SUPPLIED DATA —

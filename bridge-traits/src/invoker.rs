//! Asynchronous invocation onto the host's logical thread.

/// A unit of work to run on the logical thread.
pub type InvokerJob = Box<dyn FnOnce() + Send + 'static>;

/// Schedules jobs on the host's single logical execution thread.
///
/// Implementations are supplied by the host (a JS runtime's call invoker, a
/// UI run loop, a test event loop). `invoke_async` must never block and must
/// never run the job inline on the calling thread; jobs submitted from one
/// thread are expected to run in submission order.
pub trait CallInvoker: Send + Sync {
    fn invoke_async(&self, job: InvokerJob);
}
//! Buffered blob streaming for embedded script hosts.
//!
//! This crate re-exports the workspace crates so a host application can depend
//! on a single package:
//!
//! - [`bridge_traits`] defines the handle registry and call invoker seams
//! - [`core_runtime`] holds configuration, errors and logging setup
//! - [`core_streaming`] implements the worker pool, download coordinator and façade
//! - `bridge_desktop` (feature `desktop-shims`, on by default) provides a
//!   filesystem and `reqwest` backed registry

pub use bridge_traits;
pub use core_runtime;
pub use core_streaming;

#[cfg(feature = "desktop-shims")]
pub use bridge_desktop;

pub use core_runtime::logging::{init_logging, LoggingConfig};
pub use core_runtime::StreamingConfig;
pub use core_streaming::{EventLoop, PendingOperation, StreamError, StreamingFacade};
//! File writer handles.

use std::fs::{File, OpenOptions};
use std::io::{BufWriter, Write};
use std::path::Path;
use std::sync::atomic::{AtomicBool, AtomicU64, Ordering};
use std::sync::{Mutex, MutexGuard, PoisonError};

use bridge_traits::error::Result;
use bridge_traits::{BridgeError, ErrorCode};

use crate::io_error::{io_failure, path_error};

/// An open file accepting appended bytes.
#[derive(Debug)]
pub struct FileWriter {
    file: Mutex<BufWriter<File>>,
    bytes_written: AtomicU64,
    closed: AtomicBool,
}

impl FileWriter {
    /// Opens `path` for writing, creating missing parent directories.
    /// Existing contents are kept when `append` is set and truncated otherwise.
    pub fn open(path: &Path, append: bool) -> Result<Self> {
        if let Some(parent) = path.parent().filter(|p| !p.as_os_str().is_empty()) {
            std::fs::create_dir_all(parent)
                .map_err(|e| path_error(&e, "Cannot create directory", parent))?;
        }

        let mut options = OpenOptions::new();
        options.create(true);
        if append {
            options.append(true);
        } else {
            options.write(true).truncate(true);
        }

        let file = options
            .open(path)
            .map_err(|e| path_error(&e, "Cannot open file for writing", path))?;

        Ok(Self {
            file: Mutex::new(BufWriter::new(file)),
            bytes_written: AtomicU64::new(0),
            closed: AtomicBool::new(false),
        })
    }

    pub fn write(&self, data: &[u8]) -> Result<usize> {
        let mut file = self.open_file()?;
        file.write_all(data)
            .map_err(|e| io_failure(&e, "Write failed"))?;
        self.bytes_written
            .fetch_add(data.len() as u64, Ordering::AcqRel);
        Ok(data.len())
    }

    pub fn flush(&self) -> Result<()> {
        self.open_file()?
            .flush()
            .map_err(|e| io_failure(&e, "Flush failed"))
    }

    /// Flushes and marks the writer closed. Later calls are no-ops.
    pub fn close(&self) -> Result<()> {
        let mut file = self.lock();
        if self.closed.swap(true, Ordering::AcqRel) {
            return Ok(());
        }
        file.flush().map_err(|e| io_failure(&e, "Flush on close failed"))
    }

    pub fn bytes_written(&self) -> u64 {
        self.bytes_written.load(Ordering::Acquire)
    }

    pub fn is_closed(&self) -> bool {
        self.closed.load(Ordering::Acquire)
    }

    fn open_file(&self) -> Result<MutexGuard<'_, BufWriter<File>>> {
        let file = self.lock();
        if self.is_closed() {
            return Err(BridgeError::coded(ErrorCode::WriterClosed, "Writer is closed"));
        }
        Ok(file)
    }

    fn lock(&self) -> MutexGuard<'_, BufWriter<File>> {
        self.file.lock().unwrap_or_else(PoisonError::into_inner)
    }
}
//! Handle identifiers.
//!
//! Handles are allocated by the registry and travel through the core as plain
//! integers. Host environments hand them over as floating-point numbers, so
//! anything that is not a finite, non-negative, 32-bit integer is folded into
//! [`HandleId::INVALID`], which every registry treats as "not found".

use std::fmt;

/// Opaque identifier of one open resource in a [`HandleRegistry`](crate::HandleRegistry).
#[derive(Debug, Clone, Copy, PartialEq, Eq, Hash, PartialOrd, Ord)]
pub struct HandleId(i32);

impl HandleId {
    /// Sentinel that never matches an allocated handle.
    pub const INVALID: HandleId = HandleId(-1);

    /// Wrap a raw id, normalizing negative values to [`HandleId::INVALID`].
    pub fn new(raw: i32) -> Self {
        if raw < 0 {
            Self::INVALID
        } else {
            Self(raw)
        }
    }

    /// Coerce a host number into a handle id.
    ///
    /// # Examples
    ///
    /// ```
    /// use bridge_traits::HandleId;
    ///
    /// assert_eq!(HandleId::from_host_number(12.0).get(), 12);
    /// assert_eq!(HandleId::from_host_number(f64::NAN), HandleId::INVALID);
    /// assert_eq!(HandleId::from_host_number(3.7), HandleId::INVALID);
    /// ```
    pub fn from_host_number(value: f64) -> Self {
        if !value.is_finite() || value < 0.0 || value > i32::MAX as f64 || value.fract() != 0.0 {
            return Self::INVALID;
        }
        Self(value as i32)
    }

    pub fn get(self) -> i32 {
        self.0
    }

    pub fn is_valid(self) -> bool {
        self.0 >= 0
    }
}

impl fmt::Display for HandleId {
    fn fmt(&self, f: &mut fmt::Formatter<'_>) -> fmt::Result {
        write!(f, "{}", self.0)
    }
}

---

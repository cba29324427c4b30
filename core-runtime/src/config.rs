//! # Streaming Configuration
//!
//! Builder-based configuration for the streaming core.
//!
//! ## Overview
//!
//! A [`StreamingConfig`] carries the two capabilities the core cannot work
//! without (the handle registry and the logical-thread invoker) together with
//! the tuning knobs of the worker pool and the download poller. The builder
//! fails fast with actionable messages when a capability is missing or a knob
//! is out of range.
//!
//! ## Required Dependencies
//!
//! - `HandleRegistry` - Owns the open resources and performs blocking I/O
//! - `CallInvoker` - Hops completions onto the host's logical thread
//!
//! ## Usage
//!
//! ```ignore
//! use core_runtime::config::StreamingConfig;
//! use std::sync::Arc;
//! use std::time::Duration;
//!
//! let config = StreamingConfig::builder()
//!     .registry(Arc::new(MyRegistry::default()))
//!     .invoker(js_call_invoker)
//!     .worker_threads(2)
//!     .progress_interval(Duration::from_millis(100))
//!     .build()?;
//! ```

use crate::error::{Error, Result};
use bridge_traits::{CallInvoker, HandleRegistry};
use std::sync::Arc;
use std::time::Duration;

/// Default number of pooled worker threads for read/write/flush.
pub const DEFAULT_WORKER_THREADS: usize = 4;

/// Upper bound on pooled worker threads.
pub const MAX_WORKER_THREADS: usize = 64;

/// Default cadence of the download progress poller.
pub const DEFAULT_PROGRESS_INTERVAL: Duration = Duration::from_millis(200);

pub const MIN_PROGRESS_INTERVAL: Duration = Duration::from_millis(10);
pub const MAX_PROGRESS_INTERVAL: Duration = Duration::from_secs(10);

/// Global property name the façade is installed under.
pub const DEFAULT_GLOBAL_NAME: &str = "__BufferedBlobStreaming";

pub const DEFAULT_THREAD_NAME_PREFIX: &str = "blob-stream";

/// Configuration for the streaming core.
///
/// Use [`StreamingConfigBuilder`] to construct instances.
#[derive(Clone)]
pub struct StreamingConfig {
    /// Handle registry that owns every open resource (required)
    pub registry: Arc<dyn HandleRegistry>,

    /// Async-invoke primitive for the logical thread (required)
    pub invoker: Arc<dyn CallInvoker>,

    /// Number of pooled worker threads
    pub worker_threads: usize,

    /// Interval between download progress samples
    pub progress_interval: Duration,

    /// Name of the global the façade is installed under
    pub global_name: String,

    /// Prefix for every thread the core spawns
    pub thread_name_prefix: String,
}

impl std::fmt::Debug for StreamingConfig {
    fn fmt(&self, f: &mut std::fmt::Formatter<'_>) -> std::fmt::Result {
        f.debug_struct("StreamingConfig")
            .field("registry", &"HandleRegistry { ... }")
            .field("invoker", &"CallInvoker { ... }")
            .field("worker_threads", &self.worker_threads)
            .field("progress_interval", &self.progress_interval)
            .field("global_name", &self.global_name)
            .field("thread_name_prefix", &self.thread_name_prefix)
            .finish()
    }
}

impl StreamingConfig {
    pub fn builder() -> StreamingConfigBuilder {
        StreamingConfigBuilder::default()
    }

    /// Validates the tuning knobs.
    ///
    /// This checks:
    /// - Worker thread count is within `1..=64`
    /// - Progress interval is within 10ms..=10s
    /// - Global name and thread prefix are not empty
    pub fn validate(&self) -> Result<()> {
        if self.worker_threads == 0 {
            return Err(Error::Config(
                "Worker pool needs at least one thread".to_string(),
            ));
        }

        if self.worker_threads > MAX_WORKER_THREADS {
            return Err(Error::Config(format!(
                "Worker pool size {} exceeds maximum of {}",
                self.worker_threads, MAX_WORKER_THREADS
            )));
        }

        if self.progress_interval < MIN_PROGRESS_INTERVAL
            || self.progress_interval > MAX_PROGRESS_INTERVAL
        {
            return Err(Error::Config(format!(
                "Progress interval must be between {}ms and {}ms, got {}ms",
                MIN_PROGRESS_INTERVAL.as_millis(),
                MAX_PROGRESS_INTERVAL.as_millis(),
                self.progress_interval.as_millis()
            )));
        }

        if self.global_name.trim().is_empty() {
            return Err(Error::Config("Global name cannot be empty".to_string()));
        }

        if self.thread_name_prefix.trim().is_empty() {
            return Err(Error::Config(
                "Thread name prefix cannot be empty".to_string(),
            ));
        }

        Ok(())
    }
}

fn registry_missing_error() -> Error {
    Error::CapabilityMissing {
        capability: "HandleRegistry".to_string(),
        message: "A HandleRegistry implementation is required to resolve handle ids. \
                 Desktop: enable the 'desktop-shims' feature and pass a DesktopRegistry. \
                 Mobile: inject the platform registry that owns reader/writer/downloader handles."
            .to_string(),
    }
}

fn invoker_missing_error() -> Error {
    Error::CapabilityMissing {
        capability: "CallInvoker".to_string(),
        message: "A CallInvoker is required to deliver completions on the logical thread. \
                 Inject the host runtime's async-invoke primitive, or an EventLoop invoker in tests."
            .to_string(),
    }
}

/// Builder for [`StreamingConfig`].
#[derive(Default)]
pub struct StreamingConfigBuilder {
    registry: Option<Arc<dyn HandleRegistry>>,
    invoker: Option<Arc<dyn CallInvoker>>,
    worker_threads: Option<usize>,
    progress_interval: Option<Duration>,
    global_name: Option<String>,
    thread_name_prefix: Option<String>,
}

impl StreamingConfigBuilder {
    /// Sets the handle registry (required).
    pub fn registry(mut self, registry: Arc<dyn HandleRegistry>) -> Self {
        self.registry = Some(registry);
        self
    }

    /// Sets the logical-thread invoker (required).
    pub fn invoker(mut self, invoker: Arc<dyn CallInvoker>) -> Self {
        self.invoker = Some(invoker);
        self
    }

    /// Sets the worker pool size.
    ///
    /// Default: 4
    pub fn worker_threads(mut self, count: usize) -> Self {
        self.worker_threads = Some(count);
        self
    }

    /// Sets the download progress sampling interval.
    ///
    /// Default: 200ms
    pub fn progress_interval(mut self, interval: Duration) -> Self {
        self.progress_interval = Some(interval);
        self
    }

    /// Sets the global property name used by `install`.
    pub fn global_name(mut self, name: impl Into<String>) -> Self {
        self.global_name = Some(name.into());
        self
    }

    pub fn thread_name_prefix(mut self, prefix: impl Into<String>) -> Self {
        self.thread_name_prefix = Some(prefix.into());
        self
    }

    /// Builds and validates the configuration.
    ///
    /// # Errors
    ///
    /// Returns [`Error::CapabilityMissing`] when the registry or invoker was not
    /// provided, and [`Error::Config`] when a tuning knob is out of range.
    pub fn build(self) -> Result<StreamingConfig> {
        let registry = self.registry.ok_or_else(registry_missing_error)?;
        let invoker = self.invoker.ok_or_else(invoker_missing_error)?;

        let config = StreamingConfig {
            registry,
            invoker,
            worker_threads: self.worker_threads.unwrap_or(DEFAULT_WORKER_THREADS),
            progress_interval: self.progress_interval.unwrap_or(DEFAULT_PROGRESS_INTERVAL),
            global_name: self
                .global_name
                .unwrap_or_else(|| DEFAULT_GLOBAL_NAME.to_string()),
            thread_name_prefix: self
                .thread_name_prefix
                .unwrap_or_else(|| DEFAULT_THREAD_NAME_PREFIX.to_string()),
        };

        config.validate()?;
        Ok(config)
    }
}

EXERCISE OBJECTIVE —
The expected output is every line from the material above where "Acquire" can be found.

TASK RESPONSE —
        self.bytes_written.load(Ordering::Acquire)
        self.closed.load(Ordering::Acquire)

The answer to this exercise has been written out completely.